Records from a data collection
#![forbid(unsafe_code)]

//! Download-retry tooling shared by the tubegrab binaries.
//!
//! The crate wraps an external command-line media downloader in a
//! multi-strategy fallback engine: an ordered ladder of client emulations is
//! tried one at a time until an attempt produces a viable file or the ladder
//! is exhausted. Everything around that engine (environment detection,
//! cookie material, pre-flight probing) lives in its own module so binaries
//! can compose just the pieces they need.

pub mod cookies;
pub mod env_profile;
pub mod orchestrator;
pub mod probe;
pub mod security;
pub mod strategy;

**TASK TO COMPLETE:** Above are the records; from them, give again exactly the lines from the one containing "downloader in a" through the one containing "or the ladder", both included.

**WORKED SOLUTION:**
//! The crate wraps an external command-line media downloader in a
//! multi-strategy fallback engine: an ordered ladder of client emulations is
//! tried one at a time until an attempt produces a viable file or the ladder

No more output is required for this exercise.